Landing a job at Google is so hard. It’s almost ten times harder getting hired by Google than getting into Harvard. Beating the odds, Jess Lee became a product manager for Google Maps, one of the company’s most iconic services.

However, after four years she decided to part ways with Google and join a tiny startup called Polyvore as co-founder and CEO. Her decision proved to be the right one. Under the direction of Jess, Polyvore, a community powered social commerce website, went from four million monthly unique visitors in 2009 to 20 million in 2014.

By driving an average sale of over $383, Polyvore became profitable and successful. In 2015, Yahoo acquired Polyvore for an undisclosed amount, rumored to be around $60 million.


Unable to find good Okonomiyaki in San Francisco, Alexa Andrzejewski  decided to use her user experience skills to develop a visual guide to good food and where to find it.

Foodspotting has become one of the leading mobile apps for finding and rating dishes (included in Time Magazine’s 50 Best Apps of 2012). In a world of algorithms, the app stands out by keeping things old-school. “We’re not trying to be “magically smart” with our recommendations – we’re trying to use what we know about people to find good matches for them,” explains Alexa.

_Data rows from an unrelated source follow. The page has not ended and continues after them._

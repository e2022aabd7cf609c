//! Edge-preserving smoothing
//!
//! The [`BilateralFilter`] removes sensor noise and fine texture before
//! palette construction, so the palette spends its slots on regions rather
//! than on speckle.

mod bilateral;
mod options;

pub use bilateral::BilateralFilter;
pub use options::FilterParameters;
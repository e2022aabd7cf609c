//! Color types and conversion utilities
//!
//! Pixels travel through the pipeline as 8-bit RGBA [`Color`] values. CIE
//! [`Lab`] is used only for perceptual comparisons: nearest palette entry
//! lookups, palette partitioning and hue classification.
//!
//! # Example
//!
//! ```
//! use embroidery_quant::{Color, Lab};
//!
//! let red = Color::rgb(255, 0, 0);
//! let lab = Lab::from(red);
//! assert!(lab.l > 50.0 && lab.a > 70.0);
//!
//! // Distance is symmetric and zero only for identical RGB
//! let orange = Color::rgb(255, 128, 0);
//! assert_eq!(red.distance(orange), orange.distance(red));
//! assert_eq!(red.distance(red), 0.0);
//! ```

mod lab;
mod lut;
mod rgba;

pub use lab::Lab;
pub use rgba::Color;
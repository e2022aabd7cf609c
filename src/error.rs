use embroidery_quant::{PaletteError, QuantError};
use thiserror::Error;

#[derive(Debug, Error)]
pub enum AppError {
    #[error("Quantization error: {0}")]
    Quant(#[from] QuantError),

    #[error("PNG decode error: {0}")]
    PngDecode(String),

    #[error("PNG encode error: {0}")]
    PngEncode(String),

    #[error("Unsupported dimensions: {width}x{height}")]
    UnsupportedDimensions { width: usize, height: usize },

    #[error("Palette file error: {0}")]
    PaletteFile(String),

    #[error("Unknown preset: {0}")]
    UnknownPreset(String),

    #[error("Worker task failed: {0}")]
    Join(#[from] tokio::task::JoinError),

    #[error("IO error: {0}")]
    Io(#[from] std::io::Error),

    #[error("YAML error: {0}")]
    Yaml(#[from] serde_yaml::Error),

    #[error("JSON error: {0}")]
    Json(#[from] serde_json::Error),
}

impl From<PaletteError> for AppError {
    fn from(e: PaletteError) -> Self {
        AppError::Quant(e.into())
    }
}

impl AppError {
    /// True when the pipeline stopped because of cancellation or timeout.
    pub fn is_aborted(&self) -> bool {
        matches!(self, AppError::Quant(e) if e.is_aborted())
    }
}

Since its launch in January 2010, Foodspotting has reported over 2.5 million foods through its users around the world. Through the perfect marriage between beautiful photography and effective online layout, Foodspotting delivers an engaging and mouth-watering experience.

The Bottom Line

Whether it’s a content-sharing platform, IT services company, ecommerce site or smartphone app, these women-owned tech startups prove that women are ready to meet and exceed the needs of the tech industry.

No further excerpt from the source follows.